Years ago, if memory serves me correctly, I read an article written by Elizabeth Eliot. Her father, she wrote, had advised her brothers that a young man should never tell a girl he loved her unless and until, in the next sentence, he was prepared to ask the girl to marry him. Her father, apparently, wanted the young men to have a sense of just how meaningful, how weighty, how full of commitment the words “I love you” are. To use them apart from the promise that they imply – the promise to be faithful and deeply committed to the one loved – would be potentially dishonest, dishonorable, careless and unkind. It is thought-provoking and wise counsel, if difficult to follow.

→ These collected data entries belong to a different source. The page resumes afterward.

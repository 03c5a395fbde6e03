use axum::extract::{Path, State};
use axum::http::StatusCode;
use axum::response::{Html, IntoResponse, Response};
use axum::routing::{get, post};
use axum::{middleware, Json, Router};
use maud::Markup;
use pipsite_catalog::CatalogResult;
use pipsite_core::PipSite;
use pipsite_forms::{ContactForm, FormError, FormOutcome, NewsletterForm, ValidationErrors};
use tracing::error;

use crate::error::{PageError, PageResult};
use crate::extract::FormInput;
use crate::middleware::request_tracing;
use crate::{views, AppState};

pub fn build_router(state: AppState) -> Router {
    Router::new()
        .route("/", get(home))
        .route("/whitepapers", get(whitepapers))
        .route("/get-started", get(get_started))
        .route("/voting", get(voting))
        .route("/funding-transparency", get(funding_transparency))
        .route("/contact", get(contact_page).post(contact_submit))
        .route("/newsletter", post(newsletter_submit))
        .route("/projects", get(projects))
        .route("/projects/:id", get(project))
        .route("/pips", get(pips))
        .route("/pips/:number", get(pip))
        .route("/rpc", get(rpc))
        .fallback(not_found)
        .layer(middleware::from_fn_with_state(state.clone(), request_tracing))
        .with_state(state)
}

fn page(markup: Markup) -> Html<String> {
    Html(markup.into_string())
}

/// Numeric path segments only; anything else is treated as an unknown page.
fn parse_id(segment: &str) -> PageResult<u32> {
    if segment.is_empty() || !segment.bytes().all(|b| b.is_ascii_digit()) {
        return Err(PageError::NotFound);
    }
    segment.parse().map_err(|_| PageError::NotFound)
}

/// Run a store-backed lookup off the async workers.
async fn blocking<T, F>(state: &AppState, lookup: F) -> PageResult<T>
where
    F: FnOnce(&PipSite) -> CatalogResult<T> + Send + 'static,
    T: Send + 'static,
{
    let site = state.site().clone();
    Ok(tokio::task::spawn_blocking(move || lookup(&site)).await??)
}

async fn home(State(state): State<AppState>) -> Html<String> {
    page(views::home(state.site_name()))
}

async fn get_started(State(state): State<AppState>) -> Html<String> {
    page(views::get_started(state.site_name()))
}

async fn voting(State(state): State<AppState>) -> Html<String> {
    page(views::voting(state.site_name()))
}

async fn funding_transparency(State(state): State<AppState>) -> Html<String> {
    page(views::funding_transparency(state.site_name()))
}

async fn contact_page(State(state): State<AppState>) -> Html<String> {
    page(views::contact(state.site_name()))
}

async fn whitepapers(State(state): State<AppState>) -> PageResult<Html<String>> {
    let sections = blocking(&state, |site| site.content().whitepaper()).await?;
    Ok(page(views::whitepapers(state.site_name(), &sections)))
}

async fn projects(State(state): State<AppState>) -> PageResult<Html<String>> {
    let projects = blocking(&state, |site| site.content().projects()).await?;
    Ok(page(views::projects(state.site_name(), &projects)))
}

async fn project(
    State(state): State<AppState>,
    Path(id): Path<String>,
) -> PageResult<Html<String>> {
    let id = parse_id(&id)?;
    let rendered = blocking(&state, move |site| site.content().project(id)).await?;
    Ok(page(views::project(state.site_name(), &rendered)))
}

async fn pips(State(state): State<AppState>) -> PageResult<Html<String>> {
    let records = blocking(&state, |site| site.documents().list_documents()).await?;
    Ok(page(views::pips(state.site_name(), &records)))
}

async fn pip(
    State(state): State<AppState>,
    Path(number): Path<String>,
) -> PageResult<Html<String>> {
    let number = parse_id(&number)?;
    let document = blocking(&state, move |site| site.documents().get_document(number)).await?;
    Ok(page(views::pip(state.site_name(), &document)))
}

async fn rpc(State(state): State<AppState>) -> PageResult<Html<String>> {
    let html = blocking(&state, |site| site.documents().rpc_document()).await?;
    Ok(page(views::rpc(state.site_name(), &html)))
}

async fn not_found() -> PageError {
    PageError::NotFound
}

/// Form failure in the same `{success, errors}` shape as a validation failure.
pub(crate) fn form_failure(status: StatusCode, field: &str, message: &str) -> Response {
    let mut errors = ValidationErrors::new();
    errors.add(field, message);
    (status, Json(FormOutcome::rejected(errors))).into_response()
}

async fn contact_submit(
    State(state): State<AppState>,
    FormInput(form): FormInput<ContactForm>,
) -> Response {
    let site = state.site().clone();
    let failure = match tokio::task::spawn_blocking(move || site.contact().submit(form)).await {
        Ok(Ok(outcome)) => return Json(outcome).into_response(),
        Ok(Err(err)) => err.to_string(),
        Err(err) => err.to_string(),
    };
    error!(error = %failure, "contact submission failed");
    form_failure(
        StatusCode::INTERNAL_SERVER_ERROR,
        "message",
        "Your message could not be delivered. Please try again later.",
    )
}

async fn newsletter_submit(
    State(state): State<AppState>,
    FormInput(form): FormInput<NewsletterForm>,
) -> Response {
    match state.site().newsletter().subscribe(form).await {
        Ok(outcome) => Json(outcome).into_response(),
        Err(FormError::Upstream(_)) => form_failure(
            StatusCode::BAD_GATEWAY,
            "email",
            "The mailing list is unavailable. Please try again later.",
        ),
        Err(err) => {
            error!(error = %err, "newsletter signup failed");
            form_failure(
                StatusCode::INTERNAL_SERVER_ERROR,
                "email",
                "The subscription could not be saved. Please try again later.",
            )
        }
    }
}

#[cfg(test)]
mod tests {
    use super::*;

    #[test]
    fn ids_must_be_plain_digits() {
        assert_eq!(parse_id("12").ok(), Some(12));
        assert_eq!(parse_id("007").ok(), Some(7));
        for segment in ["", "abc", "+1", "-1", "1.5", "99999999999"] {
            assert!(
                matches!(parse_id(segment), Err(PageError::NotFound)),
                "{segment} should not parse"
            );
        }
    }
}
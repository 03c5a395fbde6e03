//! Markdown rendering shared by every page that shows authored content.

use pulldown_cmark::{html, Options, Parser};

/// GitHub-flavoured extensions authors rely on in proposal documents.
fn options() -> Options {
    Options::ENABLE_TABLES
        | Options::ENABLE_STRIKETHROUGH
        | Options::ENABLE_TASKLISTS
        | Options::ENABLE_FOOTNOTES
}

/// Render `markdown` to an HTML fragment.
///
/// Rendering never fails: malformed input is rendered best-effort, and raw
/// HTML blocks in the source are passed through unchanged.
pub fn render_html(markdown: &str) -> String {
    let parser = Parser::new_ext(markdown, options());
    let mut out = String::with_capacity(markdown.len() + markdown.len() / 2);
    html::push_html(&mut out, parser);
    out
}
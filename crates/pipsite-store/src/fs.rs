use std::fs;
use std::io;
use std::path::{Path, PathBuf};

use tracing::debug;

use crate::error::{StoreError, StoreResult};
use crate::{key_segments, DocumentStore};

/// Store backed by a directory on the local filesystem.
#[derive(Debug, Clone)]
pub struct LocalFsStore {
    root: PathBuf,
}

impl LocalFsStore {
    pub fn new(root: impl Into<PathBuf>) -> Self {
        Self { root: root.into() }
    }

    pub fn root(&self) -> &Path {
        &self.root
    }

    fn resolve(&self, key: &str) -> StoreResult<PathBuf> {
        let segments = key_segments(key)?;
        let mut path = self.root.clone();
        path.extend(segments);
        Ok(path)
    }

    /// Refuse reads whose parent directory resolves outside the root, e.g.
    /// through a symlink planted inside the store.
    fn check_contained(&self, key: &str, path: &Path) -> StoreResult<()> {
        let Ok(root) = self.root.canonicalize() else {
            // A missing root means nothing can be read; let the read report it.
            return Ok(());
        };
        let Some(parent) = path.parent() else {
            return Ok(());
        };
        match parent.canonicalize() {
            Ok(parent) if !parent.starts_with(&root) => Err(StoreError::InvalidKey {
                key: key.to_owned(),
                reason: "resolves outside the store root".to_owned(),
            }),
            _ => Ok(()),
        }
    }
}

impl DocumentStore for LocalFsStore {
    fn read(&self, key: &str) -> StoreResult<Vec<u8>> {
        let path = self.resolve(key)?;
        self.check_contained(key, &path)?;
        debug!(key, path = %path.display(), "store read");

        fs::read(&path).map_err(|source| match source.kind() {
            io::ErrorKind::NotFound => StoreError::NotFound { key: key.to_owned() },
            _ => StoreError::Io {
                key: key.to_owned(),
                source,
            },
        })
    }
}
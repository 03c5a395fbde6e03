use std::fmt;
use std::fs;
use std::io;
use std::path::PathBuf;
use std::sync::{Arc, Mutex};
use std::time::Duration;

use async_trait::async_trait;
use chrono::{DateTime, Utc};
use pipsite_config::NewsletterProvider;
use serde::{Deserialize, Serialize};
use serde_json::json;
use tracing::{info, instrument, warn};

use crate::error::{FormError, FormResult};
use crate::fs::append_line;
use crate::validation::{email, present, required, ValidationErrors};
use crate::FormOutcome;

#[derive(Clone, Debug, Default, Deserialize)]
pub struct NewsletterForm {
    pub email: Option<String>,
    pub name: Option<String>,
}

#[derive(Clone, Debug, Eq, PartialEq, Serialize, Deserialize)]
pub struct Subscriber {
    pub email: String,
    #[serde(default)]
    pub first_name: Option<String>,
}

impl NewsletterForm {
    pub fn validate(self) -> Result<Subscriber, ValidationErrors> {
        let mut errors = ValidationErrors::new();
        let address = required(&mut errors, "email", self.email);
        if let Some(address) = &address {
            email(&mut errors, "email", address);
        }
        match address {
            Some(address) if errors.is_empty() => Ok(Subscriber {
                email: address,
                first_name: present(self.name),
            }),
            _ => Err(errors),
        }
    }
}

#[derive(Clone, Copy, Debug, Eq, PartialEq)]
pub enum SubscribeStatus {
    Subscribed,
    AlreadySubscribed,
}

/// A mailing list that accepts subscriptions.
#[async_trait]
pub trait MailingList: fmt::Debug + Send + Sync {
    fn backend_tag(&self) -> &'static str;

    async fn subscribe(&self, subscriber: &Subscriber) -> FormResult<SubscribeStatus>;
}

/// Build the list configured for this deployment.
pub fn mailing_list(provider: &NewsletterProvider) -> FormResult<Arc<dyn MailingList>> {
    Ok(match provider {
        NewsletterProvider::Local { list_file } => Arc::new(LocalMailingList::new(list_file)),
        NewsletterProvider::Mailchimp {
            api_key,
            list_id,
            data_center,
        } => Arc::new(MailchimpList::new(
            api_key.clone(),
            list_id.clone(),
            format!("https://{data_center}.api.mailchimp.com"),
        )?),
    })
}

#[derive(Debug, Serialize)]
struct LocalEntry<'a> {
    #[serde(flatten)]
    subscriber: &'a Subscriber,
    subscribed_at: DateTime<Utc>,
}

/// JSON-lines file of subscribers, one entry per address.
///
/// File access runs on the blocking thread pool.
#[derive(Debug, Clone)]
pub struct LocalMailingList {
    file: Arc<ListFile>,
}

#[derive(Debug)]
struct ListFile {
    path: PathBuf,
    write_lock: Mutex<()>,
}

impl LocalMailingList {
    pub fn new(path: impl Into<PathBuf>) -> Self {
        Self {
            file: Arc::new(ListFile {
                path: path.into(),
                write_lock: Mutex::new(()),
            }),
        }
    }
}

impl ListFile {
    fn contains(&self, address: &str) -> FormResult<bool> {
        let contents = match fs::read_to_string(&self.path) {
            Ok(contents) => contents,
            Err(err) if err.kind() == io::ErrorKind::NotFound => return Ok(false),
            Err(err) => return Err(FormError::io(&self.path, err)),
        };
        Ok(contents
            .lines()
            .filter_map(|line| serde_json::from_str::<Subscriber>(line).ok())
            .any(|existing| existing.email.eq_ignore_ascii_case(address)))
    }

    fn add(&self, subscriber: &Subscriber) -> FormResult<SubscribeStatus> {
        let _guard = self
            .write_lock
            .lock()
            .unwrap_or_else(|poisoned| poisoned.into_inner());
        if self.contains(&subscriber.email)? {
            return Ok(SubscribeStatus::AlreadySubscribed);
        }
        let entry = LocalEntry {
            subscriber,
            subscribed_at: Utc::now(),
        };
        append_line(&self.path, &serde_json::to_string(&entry)?)?;
        Ok(SubscribeStatus::Subscribed)
    }
}

#[async_trait]
impl MailingList for LocalMailingList {
    fn backend_tag(&self) -> &'static str {
        "local"
    }

    async fn subscribe(&self, subscriber: &Subscriber) -> FormResult<SubscribeStatus> {
        let file = Arc::clone(&self.file);
        let subscriber = subscriber.clone();
        tokio::task::spawn_blocking(move || file.add(&subscriber)).await?
    }
}

const REQUEST_TIMEOUT: Duration = Duration::from_secs(10);

/// Mailchimp marketing API, `lists/{id}/members` endpoint.
pub struct MailchimpList {
    api_key: String,
    list_id: String,
    base_url: String,
    client: reqwest::Client,
}

impl fmt::Debug for MailchimpList {
    fn fmt(&self, f: &mut fmt::Formatter<'_>) -> fmt::Result {
        f.debug_struct("MailchimpList")
            .field("list_id", &self.list_id)
            .field("base_url", &self.base_url)
            .finish_non_exhaustive()
    }
}

impl MailchimpList {
    /// `base_url` is the API root, e.g. `https://us14.api.mailchimp.com`.
    pub fn new(api_key: String, list_id: String, base_url: String) -> FormResult<Self> {
        let client = reqwest::Client::builder()
            .timeout(REQUEST_TIMEOUT)
            .build()
            .map_err(FormError::Client)?;
        Ok(Self {
            api_key,
            list_id,
            base_url: base_url.trim_end_matches('/').to_owned(),
            client,
        })
    }

    pub fn members_url(&self) -> String {
        format!("{}/3.0/lists/{}/members", self.base_url, self.list_id)
    }
}

#[derive(Debug, Deserialize)]
struct MailchimpProblem {
    #[serde(default)]
    title: String,
    #[serde(default)]
    detail: String,
}

#[async_trait]
impl MailingList for MailchimpList {
    fn backend_tag(&self) -> &'static str {
        "mailchimp"
    }

    #[instrument(name = "mailchimp_subscribe", skip_all)]
    async fn subscribe(&self, subscriber: &Subscriber) -> FormResult<SubscribeStatus> {
        let body = json!({
            "email_address": subscriber.email,
            "status": "subscribed",
            "merge_fields": { "FNAME": subscriber.first_name.as_deref().unwrap_or("") },
        });
        let response = self
            .client
            .post(self.members_url())
            .basic_auth("pipsite", Some(&self.api_key))
            .json(&body)
            .send()
            .await
            .map_err(|err| FormError::Upstream(format!("request failed: {err}")))?;

        let status = response.status();
        if status.is_success() {
            return Ok(SubscribeStatus::Subscribed);
        }

        let problem: Option<MailchimpProblem> = response.json().await.ok();
        match problem {
            Some(problem) if status.as_u16() == 400 && problem.title == "Member Exists" => {
                Ok(SubscribeStatus::AlreadySubscribed)
            }
            Some(problem) => Err(FormError::Upstream(format!(
                "status {status}: {} {}",
                problem.title, problem.detail
            ))),
            None => Err(FormError::Upstream(format!("status {status}"))),
        }
    }
}

/// Validates signups and hands them to the configured list.
#[derive(Debug, Clone)]
pub struct NewsletterService {
    list: Arc<dyn MailingList>,
}

impl NewsletterService {
    pub fn new(list: Arc<dyn MailingList>) -> Self {
        Self { list }
    }

    pub async fn subscribe(&self, form: NewsletterForm) -> FormResult<FormOutcome> {
        let subscriber = match form.validate() {
            Ok(subscriber) => subscriber,
            Err(errors) => return Ok(FormOutcome::rejected(errors)),
        };

        match self.list.subscribe(&subscriber).await {
            Ok(status) => {
                info!(backend = self.list.backend_tag(), ?status, "newsletter signup");
                Ok(FormOutcome::accepted())
            }
            Err(err) => {
                warn!(backend = self.list.backend_tag(), error = %err, "newsletter signup failed");
                Err(err)
            }
        }
    }
}

#[cfg(test)]
mod tests {
    use super::*;

    #[test]
    fn name_is_optional() {
        let subscriber = NewsletterForm {
            email: Some("bob@example.org".into()),
            name: None,
        }
        .validate()
        .unwrap();
        assert_eq!(subscriber.first_name, None);
    }

    #[test]
    fn email_is_required_and_checked() {
        let errors = NewsletterForm::default().validate().unwrap_err();
        assert_eq!(
            errors.get("email").unwrap(),
            &["The email field is required.".to_string()]
        );

        let errors = NewsletterForm {
            email: Some("bob".into()),
            name: Some("Bob".into()),
        }
        .validate()
        .unwrap_err();
        assert_eq!(
            errors.get("email").unwrap(),
            &["The email must be a valid email address.".to_string()]
        );
    }

    #[test]
    fn mailchimp_url_uses_list_id() {
        let list = MailchimpList::new(
            "key-us3".into(),
            "abc".into(),
            "https://us3.api.mailchimp.com/".into(),
        )
        .unwrap();
        assert_eq!(
            list.members_url(),
            "https://us3.api.mailchimp.com/3.0/lists/abc/members"
        );
    }

    #[tokio::test]
    async fn local_list_deduplicates_case_insensitively() {
        let dir = tempfile::tempdir().unwrap();
        let list = LocalMailingList::new(dir.path().join("list.jsonl"));
        let first = Subscriber {
            email: "Bob@Example.org".into(),
            first_name: Some("Bob".into()),
        };
        let again = Subscriber {
            email: "bob@example.org".into(),
            first_name: None,
        };

        assert_eq!(
            list.subscribe(&first).await.unwrap(),
            SubscribeStatus::Subscribed
        );
        assert_eq!(
            list.subscribe(&again).await.unwrap(),
            SubscribeStatus::AlreadySubscribed
        );

        let contents = fs::read_to_string(dir.path().join("list.jsonl")).unwrap();
        assert_eq!(contents.lines().count(), 1);
        assert!(contents.contains("\"first_name\":\"Bob\""));
    }
}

A lot of years have intervened since i read that article but, for some reason, the idea of writing a song about it never left me. In going through my book of song ideas, i came across this one and decided to give it a try. Today’s song is the outcome of my experiment.
So imagine … you’re the young man. You’ve heard and followed your father’s advice. You’ve met and spent time with the girl; y’all know each other well by now. You’ve held back on speaking the words until you were willing to follow them with a marriage proposal. You happen also to be a songwriter. Here’s the song you write to ask her to marry you.
i’ll confess that it felt a bit funny to put myself in that young man’s place (this is, after all, a younger man’s song), but the hopeless romantic in me found it kind of sweet too.